Woloshin: That's a great question and everyone always criticizes the FDA for being too fast and too slow and I've had a lot of sympathy for them because I think they're trying to do the best they can. In the beginning of the pandemic, there was a desperate need to get testing out there. It makes sense that the EUA allowed the companies to expedite the process. Now, when you have a whole bunch of tests out there, I think the last time I looked there was maybe 100 tests, not all PCR tests but quite a few…Now, I think maybe it makes sense to start raising the bar, and even going back to the authorized testing and asking for more clinically relevant.

Contagion®: You also point out that we need a reference standard for measuring the sensitivity of SARS-CoV-2 tests in asymptomatic patients. Why is that an urgent issue?
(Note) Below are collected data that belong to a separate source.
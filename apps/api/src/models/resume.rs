use chrono::{DateTime, Utc};
use serde::{Deserialize, Deserializer, Serialize};
use sqlx::types::Json;
use sqlx::FromRow;
use uuid::Uuid;

/// Raw `resumes` row. Every section column is nullable JSONB, and may also
/// hold the JSON literal `null`.
#[derive(Debug, Clone, FromRow)]
pub struct ResumeRow {
    pub id: Uuid,
    pub intro: Option<Json<Option<Intro>>>,
    pub edu: Option<Json<Option<Vec<Education>>>>,
    pub exp: Option<Json<Option<Vec<Experience>>>>,
    pub projects: Option<Json<Option<Vec<Project>>>>,
    pub ach: Option<Json<Option<Vec<Achievement>>>>,
    pub skills: Option<Json<Option<Vec<SkillGroup>>>>,
    pub profiles: Option<Json<Option<Vec<Profile>>>>,
    pub updated_at: DateTime<Utc>,
}

/// Structured resume data, with absent sections normalized to empty defaults.
#[derive(Debug, Clone, Default, PartialEq, Serialize, Deserialize)]
#[serde(default)]
pub struct ResumeRecord {
    pub id: Uuid,
    #[serde(deserialize_with = "null_as_default")]
    pub intro: Intro,
    #[serde(deserialize_with = "null_as_default")]
    pub edu: Vec<Education>,
    #[serde(deserialize_with = "null_as_default")]
    pub exp: Vec<Experience>,
    #[serde(deserialize_with = "null_as_default")]
    pub projects: Vec<Project>,
    #[serde(deserialize_with = "null_as_default")]
    pub ach: Vec<Achievement>,
    #[serde(deserialize_with = "null_as_default")]
    pub skills: Vec<SkillGroup>,
    #[serde(deserialize_with = "null_as_default")]
    pub profiles: Vec<Profile>,
}

impl From<ResumeRow> for ResumeRecord {
    fn from(row: ResumeRow) -> Self {
        ResumeRecord {
            id: row.id,
            intro: section(row.intro),
            edu: section(row.edu),
            exp: section(row.exp),
            projects: section(row.projects),
            ach: section(row.ach),
            skills: section(row.skills),
            profiles: section(row.profiles),
        }
    }
}

/// SQL NULL and JSON `null` both read as an empty section.
fn section<T: Default>(column: Option<Json<Option<T>>>) -> T {
    column.and_then(|j| j.0).unwrap_or_default()
}

/// Treats an explicit `null` like a missing field.
fn null_as_default<'de, D, T>(deserializer: D) -> Result<T, D::Error>
where
    D: Deserializer<'de>,
    T: Default + Deserialize<'de>,
{
    Ok(Option::<T>::deserialize(deserializer)?.unwrap_or_default())
}

#[derive(Debug, Clone, Default, PartialEq, Serialize, Deserialize)]
#[serde(default)]
pub struct Intro {
    #[serde(deserialize_with = "null_as_default")]
    pub name: String,
    pub email: Option<String>,
    pub phone: Option<String>,
    pub location: Option<String>,
    pub linkedin: Option<String>,
    pub github: Option<String>,
    pub website: Option<String>,
}

impl Intro {
    pub fn is_empty(&self) -> bool {
        self.name.trim().is_empty()
            && [
                &self.email,
                &self.phone,
                &self.location,
                &self.linkedin,
                &self.github,
                &self.website,
            ]
            .iter()
            .all(|f| f.as_deref().map_or(true, |v| v.trim().is_empty()))
    }
}

#[derive(Debug, Clone, Default, PartialEq, Serialize, Deserialize)]
#[serde(default)]
pub struct Education {
    #[serde(deserialize_with = "null_as_default")]
    pub institution: String,
    #[serde(deserialize_with = "null_as_default")]
    pub degree: String,
    pub location: Option<String>,
    pub start: Option<String>,
    pub end: Option<String>,
    pub grade: Option<String>,
}

#[derive(Debug, Clone, Default, PartialEq, Serialize, Deserialize)]
#[serde(default)]
pub struct Experience {
    #[serde(deserialize_with = "null_as_default")]
    pub company: String,
    #[serde(deserialize_with = "null_as_default")]
    pub role: String,
    pub location: Option<String>,
    pub start: Option<String>,
    pub end: Option<String>,
    #[serde(deserialize_with = "null_as_default")]
    pub points: Vec<String>,
}

#[derive(Debug, Clone, Default, PartialEq, Serialize, Deserialize)]
#[serde(default)]
pub struct Project {
    #[serde(deserialize_with = "null_as_default")]
    pub title: String,
    #[serde(deserialize_with = "null_as_default")]
    pub tech: Vec<String>,
    pub link: Option<String>,
    #[serde(deserialize_with = "null_as_default")]
    pub points: Vec<String>,
}

#[derive(Debug, Clone, Default, PartialEq, Serialize, Deserialize)]
#[serde(default)]
pub struct Achievement {
    #[serde(deserialize_with = "null_as_default")]
    pub title: String,
    pub description: Option<String>,
    pub date: Option<String>,
}

#[derive(Debug, Clone, Default, PartialEq, Serialize, Deserialize)]
#[serde(default)]
pub struct SkillGroup {
    #[serde(deserialize_with = "null_as_default")]
    pub category: String,
    #[serde(deserialize_with = "null_as_default")]
    pub items: Vec<String>,
}

#[derive(Debug, Clone, Default, PartialEq, Serialize, Deserialize)]
#[serde(default)]
pub struct Profile {
    #[serde(deserialize_with = "null_as_default")]
    pub platform: String,
    #[serde(deserialize_with = "null_as_default")]
    pub url: String,
    pub handle: Option<String>,
}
Woloshin: The first part of the question is easy. The second part is hard. It matters because there’s this idea that testing is a ticket out of this situation because, by testing, we're going to identify people who are infected, and quarantine them, and keep them away from people, from spreading the virus, particularly to people who are high risk. But because we know that there is transmission of people who have no symptoms, either they're asymptomatic—they never develop symptoms through the course of their infection—or they’re pre-symptomatic—they're tested before they have symptoms but they’re infectious—it’s crucial to know how well the tests work on people without symptoms. And none of the EUAs we looked at evaluated tests in that population, so we just don't know. You have people without symptoms who may be different than people with symptoms, the viral loads may be different, the transmission may be different, the infectivity may be different. We don’t know. And that's crucial information that we need to know. There’s a lot to know about this virus and this is a crucial thing that we need to get a handle on in order to make intelligent decisions about how to approach testing.